HELEN: Yes, I think so. There’s a little voice in my head going, “It doesn’t mean that other people’s behaviour isn’t unacceptable sometimes.” People don’t get a free pass just because I’m taking responsibility for my responses. Some people’s behaviour is unacceptable and some of my responses, like I mentioned a little while ago, are not my choice. If there’s trauma there, my choice is not available to me sometimes. So I want to just say that otherwise you fall into victim blaming a little bit.
LUCY: That’s very true.
HELEN: I don’t want to do that, for anybody listening go, “Hey, I didn’t really have a choice in that situation.” We often don’t have choices, but we can make more space and more time to know ourselves, to know our reactions, to understand our motivations and our intentions, and to come from the best place we can. I think when we start to do that, we also grow better boundaries and we learn to bring all of ourselves into a really grown-up space. We grow all the way up, if you like, and we bring all those “lost child” selves into full adulthood, and then we can stand up properly for ourselves. When we can stand properly for ourselves, we can also be good allies for others. Until we’re able to stand up properly in our own skin, in our own place and for ourselves, it’s very hard to advocate for others.
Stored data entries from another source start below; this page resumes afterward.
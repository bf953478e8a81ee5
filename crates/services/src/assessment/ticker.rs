use std::time::Duration;

use tokio::sync::mpsc;
use tokio::task::JoinHandle;
use tokio::time::{self, Instant, MissedTickBehavior};

/// Periodic one-second pulse feeding a session countdown.
///
/// The task is aborted when the ticker is stopped or dropped, so a session that
/// leaves the screen never receives another pulse.
#[derive(Debug)]
pub struct Ticker {
    handle: Option<JoinHandle<()>>,
}

impl Ticker {
    /// Spawns the pulse task. The first pulse fires one `period` after the call.
    #[must_use]
    pub fn spawn(period: Duration) -> (Self, mpsc::Receiver<()>) {
        let (tx, rx) = mpsc::channel(1);
        let first = Instant::now() + period;
        let handle = tokio::spawn(async move {
            let mut interval = time::interval_at(first, period);
            interval.set_missed_tick_behavior(MissedTickBehavior::Delay);
            loop {
                interval.tick().await;
                if tx.send(()).await.is_err() {
                    break;
                }
            }
        });
        (
            Self {
                handle: Some(handle),
            },
            rx,
        )
    }

    pub fn stop(&mut self) {
        if let Some(handle) = self.handle.take() {
            handle.abort();
        }
    }

    #[must_use]
    pub fn is_running(&self) -> bool {
        self.handle.as_ref().is_some_and(|h| !h.is_finished())
    }
}

impl Drop for Ticker {
    fn drop(&mut self) {
        self.stop();
    }
}
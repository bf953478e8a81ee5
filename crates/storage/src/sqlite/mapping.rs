use quiz_core::model::{QuizHeader, QuizId, QuizResult, Score, SessionId, SubmitTrigger};
use sqlx::Row;

use crate::repository::{ResultRow, StorageError};

pub(crate) fn ser<E: core::fmt::Display>(e: E) -> StorageError {
    StorageError::Serialization(e.to_string())
}

fn u32_from_i64(field: &'static str, v: i64) -> Result<u32, StorageError> {
    u32::try_from(v).map_err(|_| StorageError::Serialization(format!("invalid {field}: {v}")))
}

pub(crate) fn quiz_id_from_str(s: &str) -> Result<QuizId, StorageError> {
    QuizId::new(s).map_err(ser)
}

pub(crate) fn map_header_row(row: &sqlx::sqlite::SqliteRow) -> Result<QuizHeader, StorageError> {
    let id: String = row.try_get("id").map_err(ser)?;
    let title: String = row.try_get("title").map_err(ser)?;
    let requires_entitlement: i64 = row.try_get("requires_entitlement").map_err(ser)?;
    Ok(QuizHeader {
        id: quiz_id_from_str(&id)?,
        title,
        requires_entitlement: requires_entitlement != 0,
    })
}

pub(crate) fn map_result_row(row: &sqlx::sqlite::SqliteRow) -> Result<QuizResult, StorageError> {
    let quiz_id: String = row.try_get("quiz_id").map_err(ser)?;
    let session_id: String = row.try_get("session_id").map_err(ser)?;
    let trigger: String = row.try_get("submit_trigger").map_err(ser)?;

    let score = Score::from_parts(
        u32_from_i64("attempted", row.try_get::<i64, _>("attempted").map_err(ser)?)?,
        u32_from_i64("skipped", row.try_get::<i64, _>("skipped").map_err(ser)?)?,
        u32_from_i64("correct", row.try_get::<i64, _>("correct").map_err(ser)?)?,
        u32_from_i64("total", row.try_get::<i64, _>("total").map_err(ser)?)?,
        u32_from_i64("percentage", row.try_get::<i64, _>("percentage").map_err(ser)?)?,
    )
    .map_err(ser)?;

    Ok(QuizResult::new(
        quiz_id_from_str(&quiz_id)?,
        session_id.parse::<SessionId>().map_err(ser)?,
        score,
        SubmitTrigger::parse(&trigger).map_err(ser)?,
        row.try_get("submitted_at").map_err(ser)?,
    ))
}

pub(crate) fn map_result_row_with_id(
    row: &sqlx::sqlite::SqliteRow,
) -> Result<ResultRow, StorageError> {
    let id: i64 = row.try_get("id").map_err(ser)?;
    Ok(ResultRow::new(id, map_result_row(row)?))
}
LUCY: This feels very important, just around that victim blaming thing, because that’s absolutely true. That’s a very toxic thought, that “everything begins and ends with me” because that’s not really true in that there are people overstepping boundaries and being very toxic. They have problems that do impend on me. But I guess the first step is to look in perhaps. It’s about this process of firstly going, “What is going on for me? What is the truth of my feelings about this?” Then that kind of enables you to say, “No, that is 100% absolutely not okay,” and then address that and be really clear on your boundaries and really coming from a place of truth rather than coming from a place of being triggered or something. Am I getting it?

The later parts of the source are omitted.